Intercellular Signaling and Intracellular Signal Processing: Looking Through the Lens of Synthetic Biology

Abstract

Communication enables high-level behaviors such as cooperation or social relationships across all scales of life. The apparent emergent advantages of intercellular signaling and its crucial role in evolution of multicellular life have made development of signaling and communication for synthetic cells---cell-sized compartments often enclosed by a phospholipid bilayer with programmable biological functions---a clear goal. Over the past two decades, cumulative efforts have transformed synthetic cells into powerful, smart bioreactors. However, many potential applications of synthetic cells in both basic and translational science have remained unrealized due to the challenges in developing intercellular signaling for synthetic cells. My thesis work consists of two lines of work in an effort to develop a platform for synthetic cell signaling as well as a general framework for signal processing within synthetic cells.

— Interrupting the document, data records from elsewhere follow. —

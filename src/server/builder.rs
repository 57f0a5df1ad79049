//! Fluent response assembly.

use log::error;

use crate::server::context::RequestContext;
use crate::server::data::ResponseDataFunc;
use crate::server::error::Error;
use crate::server::status::StatusCode;

/// Assembles the response for one request.
///
/// Headers and status go to the writer as soon as they are set. The first
/// status wins, and headers stop changing once body bytes are flushed. The
/// body is held as a [`ResponseDataFunc`] and only produced by
/// [`send`](ResponseBuilder::send).
pub struct ResponseBuilder<'a> {
    request: &'a mut RequestContext,
    body_func: Option<ResponseDataFunc>,
}

impl<'a> ResponseBuilder<'a> {
    pub fn new(request: &'a mut RequestContext) -> Self {
        Self { request, body_func: None }
    }

    pub fn with_header(self, key: impl Into<String>, value: impl Into<String>) -> Self {
        self.request.writer_mut().set_header(key, value);
        self
    }

    /// Fix the status. Only the first status takes effect. Accepts a
    /// [`StatusCode`] or a bare `u16`.
    pub fn with_status(self, status: impl Into<StatusCode>) -> Self {
        self.request.writer_mut().write_status(status.into());
        self
    }

    /// Replace the body with fixed bytes.
    pub fn with_body(self, body: impl Into<Vec<u8>>) -> Self {
        self.with_body_func(ResponseDataFunc::binary(body))
    }

    /// Replace the body producer.
    pub fn with_body_func(mut self, body_func: ResponseDataFunc) -> Self {
        self.body_func = Some(body_func);
        self
    }

    /// Run the body producer and write what it yields.
    ///
    /// Every call runs the installed producer again. Without a producer an
    /// empty body is written. Failures are logged against the request id and
    /// returned; nothing is retried.
    pub async fn send(&mut self) -> Result<(), Error> {
        let id = self.request.id();
        let method = self.request.request().method;
        let path = self.request.request().path.clone();

        let body = match self.body_func.as_mut() {
            Some(body_func) => match body_func.call(self.request.writer_mut()).await {
                Ok(body) => body,
                Err(e) => {
                    error!("[{id}] {method} {path}: error getting response body: {e}");
                    return Err(e);
                }
            },
            None => Vec::new(),
        };

        if let Err(e) = self.request.writer_mut().write(&body).await {
            error!("[{id}] {method} {path}: error writing response body: {e}");
            return Err(Error::WriteError(e));
        }
        Ok(())
    }
}
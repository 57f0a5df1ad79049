//! Service layer: request contexts, deferred and streaming responses,
//! sessions and the service lifecycle.

mod builder;
mod config;
mod context;
mod data;
mod error;
mod handler;
mod respond;
mod service;
mod session;
mod status;
mod stream;
pub mod tls;
mod writer;

// Re-export public items
pub use builder::ResponseBuilder;
pub use config::ServiceConfig;
pub use context::{DEFAULT_SESSION_NAME, RequestContext};
pub use data::{BodyFuture, ResponseDataFunc};
pub use error::Error;
pub use handler::{HandlerFn, HandlerFuture, Routes, handle_health, handle_not_implemented, handle_options};
pub use service::Service;
pub use session::{MemoryStore, SameSite, Session, SessionData, SessionOptions, SessionStore};
pub use status::StatusCode;
pub use stream::{StreamAdapter, StreamEnd};
pub use writer::ResponseWriter;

In Chapter 2, I design a protein-based platform, named InterSpy, for activation of a split-protein exclusively at the contact interface of two membranes. I utilize a peptide-protein pair called SpyTag and SpyCatcher as dimerizing molecules to facilitate split protein reconstitution and activation at membrane-membrane interfaces. I present experimental data that supports InterSpy's application in functionalizing both synthetic and cellular membrane-membrane interfaces with a split fluorescent protein. These results demonstrate InterSpy as a versatile, modular, and general platform for exclusive protein activation at both synthetic and natural cell contact interfaces.

Reconstitution of protein function at the interface of two membranes enables development of intercellular signaling between synthetic cells that are physically in contact, effectively mimicking natural juxtacrine or contact-dependent cell-cell communication. Thus, in Chapter 3, I modify InterSpy as a tool to generate light signals at the membrane-membrane interface of synthetic cells. Instead of a split fluorescent protein, here, InterSpy facilitates reconstitution of a split luciferase, NanoBiT, at the membrane-membrane interface of sender and receiver synthetic cells. To complete the signaling design, I designed receiver cells to encapsulate an optogenetics protein called iLID which dimerizes with its binding partner SspB when it is photoactivated. Experimental data presented in Chapter 3 demonstrates a light-based juxtacrine signaling pathway between synthetic cells utilizing NanoBiT for signal generation and iLID-SspB dimerization for signal detection. Collectively, these results show the potential of InterSpy as a general platform for implementation of various forms of juxtacrine communication between synthetic cells holding potential for biomedical and environmental applications.

Chapter 4 introduces a simple protein-based network capable of demonstrating linear and non-linear input processing. The network is constructed from sigma factors, bacterial transcription factors, and anti-sigma proteins. Dimerization of sigma factors and anti-sigma factors, known as sigma factor sequestration, renders the sigma factor inactive and incapable of driving gene expression. Computational analysis of sigma-based sequestration networks in Chapter 4 demonstrates their ability in creating linear and non-linear input classifier units. In addition, I investigate and determine the effects of physiological resource constraints on the function of sigma-based sequestration networks. Given their simplicity and compatibility with both cellular and cell-free synthetic biology systems, sigma-based sequestration networks hold potential as advanced signal-processing units in synthetic cells.

Overall, the results in my dissertation present a modular synthetic biology platform for reconstitution of protein activity at membrane-membrane interfaces with applications in engineering intercellular signaling between synthetic cells as well as a general design of a protein-based network for intracellular signal processing.